Stored data:
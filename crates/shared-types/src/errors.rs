//! # Error Types
//!
//! The fatal storage category and the shared classification of domain errors.
//!
//! Component crates define their own `thiserror` enums. Every variant maps to
//! one `ErrorKind`, so external collaborators can branch on a stable code
//! without depending on each component's error type.

use thiserror::Error;

/// Hard failures of the persistence layer.
///
/// These are never expected domain outcomes. A write that fails with a
/// `StorageError` has not been applied.
#[derive(Debug, Clone, PartialEq, Eq, Error)]
pub enum StorageError {
    /// Underlying I/O failed.
    #[error("Storage I/O error: {message}")]
    Io { message: String },

    /// Persisted bytes failed an integrity check.
    #[error("Storage corrupted: {message}")]
    Corrupted { message: String },

    /// A value could not be encoded or decoded.
    #[error("Storage codec error: {message}")]
    Codec { message: String },
}

impl StorageError {
    /// Shorthand for an I/O failure.
    pub fn io(message: impl Into<String>) -> Self {
        StorageError::Io {
            message: message.into(),
        }
    }

    /// Shorthand for a corruption failure.
    pub fn corrupted(message: impl Into<String>) -> Self {
        StorageError::Corrupted {
            message: message.into(),
        }
    }
}

/// Stable classification of every error the registry can return.
#[derive(Debug, Clone, Copy, PartialEq, Eq, Hash)]
pub enum ErrorKind {
    AccessDenied,
    InvalidRole,
    InvalidParticipant,
    AlreadyVerified,
    NotVerified,
    ProductAlreadyExists,
    ProductNotFound,
    NotVerifiedManufacturer,
    InvalidManufacturer,
    NotVerifiedSupplier,
    InvalidTimestamp,
    EmptyMilestoneType,
    EmptyMilestoneDetails,
    IndexOutOfBounds,
    MissingDependency,
    GateMismatch,
    /// Fatal persistence failure.
    Storage,
}

impl ErrorKind {
    /// Machine-readable code for audit logs and external collaborators.
    pub fn code(self) -> &'static str {
        match self {
            ErrorKind::AccessDenied => "access_denied",
            ErrorKind::InvalidRole => "invalid_role",
            ErrorKind::InvalidParticipant => "invalid_participant",
            ErrorKind::AlreadyVerified => "already_verified",
            ErrorKind::NotVerified => "not_verified",
            ErrorKind::ProductAlreadyExists => "product_already_exists",
            ErrorKind::ProductNotFound => "product_not_found",
            ErrorKind::NotVerifiedManufacturer => "not_verified_manufacturer",
            ErrorKind::InvalidManufacturer => "invalid_manufacturer",
            ErrorKind::NotVerifiedSupplier => "not_verified_supplier",
            ErrorKind::InvalidTimestamp => "invalid_timestamp",
            ErrorKind::EmptyMilestoneType => "empty_milestone_type",
            ErrorKind::EmptyMilestoneDetails => "empty_milestone_details",
            ErrorKind::IndexOutOfBounds => "index_out_of_bounds",
            ErrorKind::MissingDependency => "missing_dependency",
            ErrorKind::GateMismatch => "gate_mismatch",
            ErrorKind::Storage => "storage",
        }
    }

    /// True only for the storage category.
    pub fn is_fatal(self) -> bool {
        matches!(self, ErrorKind::Storage)
    }
}

/// Implemented by every component error enum.
pub trait Classified {
    /// The stable kind of this error.
    fn kind(&self) -> ErrorKind;

    /// True when the error is a storage failure rather than a domain outcome.
    fn is_fatal(&self) -> bool {
        self.kind().is_fatal()
    }
}

impl Classified for StorageError {
    fn kind(&self) -> ErrorKind {
        ErrorKind::Storage
    }
}

#[cfg(test)]
mod tests {
    use super::*;

    #[test]
    fn test_storage_error_display() {
        let err = StorageError::io("disk gone");
        assert!(err.to_string().contains("disk gone"));
        assert!(err.is_fatal());
    }

    #[test]
    fn test_only_storage_is_fatal() {
        assert!(ErrorKind::Storage.is_fatal());
        assert!(!ErrorKind::ProductNotFound.is_fatal());
        assert!(!ErrorKind::AccessDenied.is_fatal());
    }

    #[test]
    fn test_codes_are_snake_case() {
        assert_eq!(ErrorKind::NotVerifiedSupplier.code(), "not_verified_supplier");
        assert_eq!(ErrorKind::IndexOutOfBounds.code(), "index_out_of_bounds");
    }
}
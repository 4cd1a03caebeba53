//! # Query Facade
//!
//! Pure delegating view over the catalog and the ledger.

use pc_02_product_catalog::{Product, ProductCatalogError, ProductCatalogReader};
use pc_03_milestone_ledger::{Milestone, MilestoneLedgerError, MilestoneLedgerReader};
use shared_types::entities::{display_product_id, ProductId};
use shared_types::errors::StorageError;
use std::sync::Arc;

use crate::domain::{ProductProvenance, QueryFacadeError};
use crate::ports::QueryApi;

/// Read-only facade. Holds references, owns no state.
#[derive(Clone)]
pub struct QueryFacade {
    catalog: Arc<dyn ProductCatalogReader>,
    ledger: Arc<dyn MilestoneLedgerReader>,
}

impl QueryFacade {
    /// Build a facade. Fails `MissingDependency` if either delegate is absent.
    pub fn new(
        catalog: Option<Arc<dyn ProductCatalogReader>>,
        ledger: Option<Arc<dyn MilestoneLedgerReader>>,
    ) -> Result<Self, QueryFacadeError> {
        let catalog = catalog.ok_or(QueryFacadeError::MissingDependency {
            dependency: "product catalog",
        })?;
        let ledger = ledger.ok_or(QueryFacadeError::MissingDependency {
            dependency: "milestone ledger",
        })?;
        Ok(Self { catalog, ledger })
    }

    /// Start a builder.
    pub fn builder() -> QueryFacadeBuilder {
        QueryFacadeBuilder::default()
    }
}

impl QueryApi for QueryFacade {
    fn get_product_details(&self, id: &ProductId) -> Result<Product, ProductCatalogError> {
        self.catalog.get_product_details(id)
    }

    fn product_exists(&self, id: &ProductId) -> Result<bool, StorageError> {
        self.catalog.product_exists(id)
    }

    fn get_product_milestones(
        &self,
        id: &ProductId,
    ) -> Result<Vec<Milestone>, MilestoneLedgerError> {
        self.ledger.get_product_milestones(id)
    }

    fn get_product_provenance(
        &self,
        id: &ProductId,
    ) -> Result<ProductProvenance, QueryFacadeError> {
        let product = self.catalog.get_product_details(id)?;
        let milestones = self.ledger.get_product_milestones(id)?;
        tracing::debug!(
            "[pc-04] Provenance for {}: {} milestones",
            display_product_id(id),
            milestones.len()
        );
        Ok(ProductProvenance {
            product,
            milestones,
        })
    }
}

/// Builder for [`QueryFacade`].
#[derive(Default)]
pub struct QueryFacadeBuilder {
    catalog: Option<Arc<dyn ProductCatalogReader>>,
    ledger: Option<Arc<dyn MilestoneLedgerReader>>,
}

impl QueryFacadeBuilder {
    /// Set the catalog delegate.
    pub fn catalog(mut self, catalog: Arc<dyn ProductCatalogReader>) -> Self {
        self.catalog = Some(catalog);
        self
    }

    /// Set the ledger delegate.
    pub fn ledger(mut self, ledger: Arc<dyn MilestoneLedgerReader>) -> Self {
        self.ledger = Some(ledger);
        self
    }

    /// Finish. Fails `MissingDependency` if a delegate was not set.
    pub fn build(self) -> Result<QueryFacade, QueryFacadeError> {
        QueryFacade::new(self.catalog, self.ledger)
    }
}
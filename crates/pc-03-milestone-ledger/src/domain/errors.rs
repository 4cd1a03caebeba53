//! # Domain Errors
//!
//! Error types for the milestone ledger.

use shared_types::entities::{display_product_id, short_hex, Address, ProductId, Timestamp};
use shared_types::errors::{Classified, ErrorKind, StorageError};
use shared_types::gate::GateMismatch;
use thiserror::Error;

/// Milestone ledger error types.
#[derive(Debug, Clone, PartialEq, Eq, Error)]
pub enum MilestoneLedgerError {
    /// Caller is not a verified supplier.
    #[error("{} is not a verified supplier", short_hex(.caller))]
    NotVerifiedSupplier {
        /// The rejected caller.
        caller: Address,
    },

    /// Product is unknown to the catalog.
    #[error("Product {} not found", display_product_id(.id))]
    ProductNotFound {
        /// The missing id.
        id: ProductId,
    },

    /// Milestone type is the empty string.
    #[error("Milestone type must not be empty")]
    EmptyMilestoneType,

    /// Milestone details are the empty string.
    #[error("Milestone details must not be empty")]
    EmptyMilestoneDetails,

    /// Timestamp lies in the future.
    #[error("Timestamp {timestamp} is after current time {now}")]
    InvalidTimestamp {
        /// Submitted timestamp.
        timestamp: Timestamp,
        /// Ledger time at submission.
        now: Timestamp,
    },

    /// Index is not below the product's milestone count.
    #[error("Milestone index {index} out of bounds (count {count})")]
    IndexOutOfBounds {
        /// Requested index.
        index: u64,
        /// Milestones recorded for the product.
        count: u64,
    },

    /// Ledger and one of its upstream components serialize on different gates.
    #[error(transparent)]
    GateMismatch(#[from] GateMismatch),

    /// Persistence failure.
    #[error(transparent)]
    Storage(#[from] StorageError),
}

impl Classified for MilestoneLedgerError {
    fn kind(&self) -> ErrorKind {
        match self {
            Self::NotVerifiedSupplier { .. } => ErrorKind::NotVerifiedSupplier,
            Self::ProductNotFound { .. } => ErrorKind::ProductNotFound,
            Self::EmptyMilestoneType => ErrorKind::EmptyMilestoneType,
            Self::EmptyMilestoneDetails => ErrorKind::EmptyMilestoneDetails,
            Self::InvalidTimestamp { .. } => ErrorKind::InvalidTimestamp,
            Self::IndexOutOfBounds { .. } => ErrorKind::IndexOutOfBounds,
            Self::GateMismatch(_) => ErrorKind::GateMismatch,
            Self::Storage(_) => ErrorKind::Storage,
        }
    }
}
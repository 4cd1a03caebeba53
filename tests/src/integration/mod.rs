//! # Cross-Component Integration Tests

#[cfg(test)]
mod fixtures;

#[cfg(test)]
mod concurrency;
#[cfg(test)]
mod durability;
#[cfg(test)]
mod scenarios;
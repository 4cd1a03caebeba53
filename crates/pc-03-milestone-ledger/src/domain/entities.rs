//! # Milestone Entities

use serde::{Deserialize, Serialize};
use shared_types::entities::{Address, ProductId, Timestamp};

/// One entry in a product's append-only history.
///
/// `index` is assigned at append time and alone defines order.
/// `timestamp` is caller-supplied and may be out of chronological order.
#[derive(Debug, Clone, PartialEq, Eq, Serialize, Deserialize)]
pub struct Milestone {
    /// Product this milestone belongs to.
    pub product_id: ProductId,
    /// 0-based position in the product's sequence.
    pub index: u64,
    /// Free-form kind, e.g. "Shipped". Never empty.
    pub milestone_type: String,
    /// Free-form description. Never empty.
    pub details: String,
    /// When the event happened, per the submitter. Never in the future.
    pub timestamp: Timestamp,
    /// Verified supplier who submitted it.
    pub participant: Address,
}
//! Application layer.

pub mod service;

pub use service::RoleRegistryService;
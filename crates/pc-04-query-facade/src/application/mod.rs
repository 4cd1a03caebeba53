//! Application layer.

pub mod facade;

pub use facade::{QueryFacade, QueryFacadeBuilder};
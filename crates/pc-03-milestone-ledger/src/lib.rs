//! # PC-03 Milestone Ledger
//!
//! Records what happened to each product, in order.
//!
//! **Component ID:** 03  
//! **Architecture:** Hexagonal (DDD + Ports/Adapters)  
//! **Status:** Production-Ready
//!
//! ## Purpose
//!
//! Exclusively owns one append-only milestone sequence per product. Only
//! verified suppliers may append, and only to products the catalog knows.
//!
//! ## Ordering Guarantees
//!
//! | Property | Rule |
//! |----------|------|
//! | Index assignment | `index = count before append`, under the write gate |
//! | Read order | Ascending index, i.e. submission order |
//! | Timestamps | Caller-supplied, `<= now`, never used for ordering |
//! | Mutation | None: no update, no delete |
//!
//! ## Module Structure
//!
//! ```text
//! pc-03-milestone-ledger/
//! ├── domain/          # Milestone, content/timestamp guards, errors
//! ├── ports/           # MilestoneLedgerReader + MilestoneLedgerApi (inbound)
//! ├── adapters/        # MilestoneStore (entry + count keys, batch append)
//! └── application/     # MilestoneLedgerService
//! ```

#![warn(missing_docs)]
#![warn(clippy::all)]

pub mod adapters;
pub mod application;
pub mod domain;
pub mod ports;

// Re-exports
pub use adapters::MilestoneStore;
pub use application::MilestoneLedgerService;
pub use domain::{Milestone, MilestoneLedgerError};
pub use ports::{MilestoneLedgerApi, MilestoneLedgerReader, MockMilestoneLedger};

/// Crate version
pub const VERSION: &str = env!("CARGO_PKG_VERSION");

#[cfg(test)]
mod tests {
    #[test]
    fn test_version() {
        assert!(!super::VERSION.is_empty());
    }
}
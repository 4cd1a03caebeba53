//! # RocksDB Storage Adapter
//!
//! Production-ready RocksDB implementation of the KeyValueStore trait.
//!
//! ## Features
//!
//! - Atomic batch writes (WriteBatch)
//! - Column families for component isolation
//! - Snappy compression
//! - Bloom filters for read optimization
//! - fsync on write for durability
//!
//! ## Column Families
//!
//! - `participants` - Participant records (pc-01)
//! - `products` - Product records (pc-02)
//! - `milestones` - Milestone sequences and counts (pc-03)
//!
//! One database is opened per node. Each logical store is a `RocksDbStore`
//! handle bound to one column family of that shared database.

use rocksdb::{ColumnFamilyDescriptor, Direction, IteratorMode, Options, WriteBatch, DB};
use shared_types::errors::StorageError;
use shared_types::storage::{BatchOperation, KeyValueStore};
use std::path::{Path, PathBuf};
use std::sync::Arc;

/// Column family for participant records (pc-01)
pub const CF_PARTICIPANTS: &str = "participants";
/// Column family for product records (pc-02)
pub const CF_PRODUCTS: &str = "products";
/// Column family for milestone entries and counts (pc-03)
pub const CF_MILESTONES: &str = "milestones";

/// All column families used by the node
pub const COLUMN_FAMILIES: &[&str] = &[CF_PARTICIPANTS, CF_PRODUCTS, CF_MILESTONES];

/// RocksDB configuration for production use
#[derive(Debug, Clone)]
pub struct RocksDbConfig {
    /// Path to the database directory
    pub path: PathBuf,
    /// Block cache size in bytes (default: 64MB)
    pub block_cache_size: usize,
    /// Write buffer size in bytes (default: 16MB)
    pub write_buffer_size: usize,
    /// Enable fsync after each write (default: true for durability)
    pub sync_writes: bool,
}

impl Default for RocksDbConfig {
    fn default() -> Self {
        Self {
            path: PathBuf::from("./data/rocksdb"),
            block_cache_size: 64 * 1024 * 1024,
            write_buffer_size: 16 * 1024 * 1024,
            sync_writes: true,
        }
    }
}

impl RocksDbConfig {
    /// Create config for testing (smaller buffers, no sync)
    pub fn for_testing(path: impl Into<PathBuf>) -> Self {
        Self {
            path: path.into(),
            block_cache_size: 8 * 1024 * 1024,
            write_buffer_size: 4 * 1024 * 1024,
            sync_writes: false,
        }
    }
}

/// Open or create the node database with every column family.
pub fn open_database(config: &RocksDbConfig) -> Result<Arc<DB>, StorageError> {
    let mut opts = Options::default();
    opts.create_if_missing(true);
    opts.create_missing_column_families(true);
    opts.set_write_buffer_size(config.write_buffer_size);
    opts.set_compression_type(rocksdb::DBCompressionType::Snappy);

    // Bloom filter for faster lookups
    let mut block_opts = rocksdb::BlockBasedOptions::default();
    block_opts.set_bloom_filter(10.0, false);
    block_opts.set_block_cache(&rocksdb::Cache::new_lru_cache(config.block_cache_size));
    opts.set_block_based_table_factory(&block_opts);

    let cf_descriptors: Vec<ColumnFamilyDescriptor> = COLUMN_FAMILIES
        .iter()
        .map(|name| {
            let mut cf_opts = Options::default();
            cf_opts.set_compression_type(rocksdb::DBCompressionType::Snappy);
            ColumnFamilyDescriptor::new(*name, cf_opts)
        })
        .collect();

    let db = DB::open_cf_descriptors(&opts, &config.path, cf_descriptors)
        .map_err(|e| StorageError::io(format!("Failed to open RocksDB: {}", e)))?;

    tracing::info!("[storage] 🗄️ RocksDB opened at {}", config.path.display());
    Ok(Arc::new(db))
}

/// One logical store: a handle to a single column family.
pub struct RocksDbStore {
    db: Arc<DB>,
    cf: &'static str,
    sync_writes: bool,
}

impl RocksDbStore {
    /// Binds a handle to `cf`. Fails if the column family was not opened.
    pub fn new(db: Arc<DB>, cf: &'static str, sync_writes: bool) -> Result<Self, StorageError> {
        if db.cf_handle(cf).is_none() {
            return Err(StorageError::io(format!("Missing column family: {}", cf)));
        }
        Ok(Self {
            db,
            cf,
            sync_writes,
        })
    }

    /// Opens a database at `path` and returns the three logical stores.
    pub fn open_all(
        path: impl AsRef<Path>,
    ) -> Result<(RocksDbStore, RocksDbStore, RocksDbStore), StorageError> {
        let config = RocksDbConfig {
            path: path.as_ref().to_path_buf(),
            ..Default::default()
        };
        let db = open_database(&config)?;
        Ok((
            Self::new(db.clone(), CF_PARTICIPANTS, config.sync_writes)?,
            Self::new(db.clone(), CF_PRODUCTS, config.sync_writes)?,
            Self::new(db, CF_MILESTONES, config.sync_writes)?,
        ))
    }

    /// Column family this handle reads and writes.
    pub fn column_family(&self) -> &'static str {
        self.cf
    }

    fn handle(&self) -> Result<&rocksdb::ColumnFamily, StorageError> {
        self.db
            .cf_handle(self.cf)
            .ok_or_else(|| StorageError::io(format!("Missing column family: {}", self.cf)))
    }

    fn write_opts(&self) -> rocksdb::WriteOptions {
        let mut write_opts = rocksdb::WriteOptions::default();
        write_opts.set_sync(self.sync_writes);
        write_opts
    }
}

impl KeyValueStore for RocksDbStore {
    fn get(&self, key: &[u8]) -> Result<Option<Vec<u8>>, StorageError> {
        self.db
            .get_cf(self.handle()?, key)
            .map_err(|e| StorageError::io(format!("RocksDB get failed: {}", e)))
    }

    fn put(&mut self, key: &[u8], value: &[u8]) -> Result<(), StorageError> {
        self.db
            .put_cf_opt(self.handle()?, key, value, &self.write_opts())
            .map_err(|e| StorageError::io(format!("RocksDB put failed: {}", e)))
    }

    fn atomic_batch_write(&mut self, operations: Vec<BatchOperation>) -> Result<(), StorageError> {
        let cf = self.handle()?;
        let mut batch = WriteBatch::default();
        for op in operations {
            match op {
                BatchOperation::Put { key, value } => batch.put_cf(cf, &key, &value),
            }
        }

        self.db
            .write_opt(batch, &self.write_opts())
            .map_err(|e| StorageError::io(format!("RocksDB batch write failed: {}", e)))
    }

    fn exists(&self, key: &[u8]) -> Result<bool, StorageError> {
        Ok(self.get(key)?.is_some())
    }

    fn prefix_scan(&self, prefix: &[u8]) -> Result<Vec<(Vec<u8>, Vec<u8>)>, StorageError> {
        let iter = self
            .db
            .iterator_cf(self.handle()?, IteratorMode::From(prefix, Direction::Forward));

        let mut results = Vec::new();
        for item in iter {
            let (key, value) =
                item.map_err(|e| StorageError::io(format!("RocksDB scan failed: {}", e)))?;
            if !key.starts_with(prefix) {
                break;
            }
            results.push((key.to_vec(), value.to_vec()));
        }
        Ok(results)
    }
}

◆ WHAT THE TASK ASKS ◆
Filter the entries down to the lines containing "derive". Copy each of those lines.

◆ SOLUTION TO THIS PROBLEM ◆
#[derive(Debug, Clone, PartialEq, Eq, Error)]
#[derive(Debug, Clone, Copy, PartialEq, Eq, Hash)]
#[derive(Clone)]
#[derive(Default)]
#[derive(Debug, Clone, PartialEq, Eq, Error)]
#[derive(Debug, Clone, PartialEq, Eq, Serialize, Deserialize)]
#[derive(Debug, Clone)]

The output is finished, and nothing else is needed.